Starting with exceptional ones, in 1990, 55 motor vehicles matched per 1,000 people in Brazil, and it was 68 in Romania. However, the former increased to a staggering 13580 and later rose to 8012 . The figure of automobiles in the Bahamas was 235 in the first year, but it decreased dramatically. However, the number of cars suited per 1000 residents in Cambodia was 1 , and this number didn’t change in 2000.
Turning to the rest, the number of cars in Chile and New Zealand increased slightly. Nevertheless, in Luxembourg and Jordan, this number went up. The first one was 157, and the second one was 728 in 2000.
The essay is logically organized and presents a clear overview of the main trends. The use of cohesive devices is effective, and there is a good range of linking words. However, the flow of the essay could be improved by using more varied sentence structures and by providing clearer connections between the different parts of the essay.
Suggestions
- Try to vary your sentence structures to improve the flow of the essay.
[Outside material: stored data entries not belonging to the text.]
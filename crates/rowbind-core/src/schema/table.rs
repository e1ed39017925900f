use super::{ColumnSpec, Fields, TableSpecBuilder};

use indexmap::IndexMap;

/// Describes how a record type maps onto a table.
///
/// Built once per record type with [`TableSpec::builder`] and immutable
/// afterwards, so it can be shared freely across threads.
#[derive(Debug, PartialEq)]
pub struct TableSpec {
    /// Name of the table
    pub(super) name: String,

    /// The table's columns, in declaration order
    pub(super) columns: IndexMap<String, ColumnSpec>,

    /// Index of the primary key column in `columns`
    pub(super) primary_key: Option<usize>,

    /// Table-level constraint appended to `CREATE TABLE`
    pub(super) constraint: Option<String>,
}

impl TableSpec {
    /// Starts building the table spec for the record type `R`.
    pub fn builder<R: Fields>() -> TableSpecBuilder<R> {
        TableSpecBuilder::new()
    }

    pub fn name(&self) -> &str {
        &self.name
    }

    pub fn columns(&self) -> impl ExactSizeIterator<Item = &ColumnSpec> + '_ {
        self.columns.values()
    }

    /// Every column except the primary key, in declaration order.
    pub fn non_key_columns(&self) -> impl Iterator<Item = &ColumnSpec> + '_ {
        self.columns
            .values()
            .enumerate()
            .filter(move |(index, _)| Some(*index) != self.primary_key)
            .map(|(_, column)| column)
    }

    pub fn column(&self, name: &str) -> Option<&ColumnSpec> {
        self.columns.get(name)
    }

    pub fn primary_key(&self) -> Option<&ColumnSpec> {
        self.primary_key
            .and_then(|index| self.columns.get_index(index))
            .map(|(_, column)| column)
    }

    /// Returns the primary key column, panicking if the table has none.
    #[track_caller]
    pub fn expect_primary_key(&self) -> &ColumnSpec {
        match self.primary_key() {
            Some(column) => column,
            None => panic!("table `{}` has no primary key", self.name),
        }
    }

    pub fn constraint(&self) -> Option<&str> {
        self.constraint.as_deref()
    }
}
- Provide clearer connections between the different parts of the essay.
The essay uses a good range of vocabulary and there is some evidence of collocation. However, there are a few instances of awkward or incorrect word choice, which slightly detracts from the overall clarity of the essay.
The essay demonstrates a good range of grammatical structures and there is some variety in the sentence structures. However, there are a few grammatical errors and awkward constructions that could be improved for better clarity.
The essay provides a clear overview of the main trends and presents specific details to support the overview. The essay also makes comparisons where relevant. However, the essay could be improved by providing more analysis and interpretation of the data.
Suggestions
- Provide more analysis and interpretation of the data to support your arguments.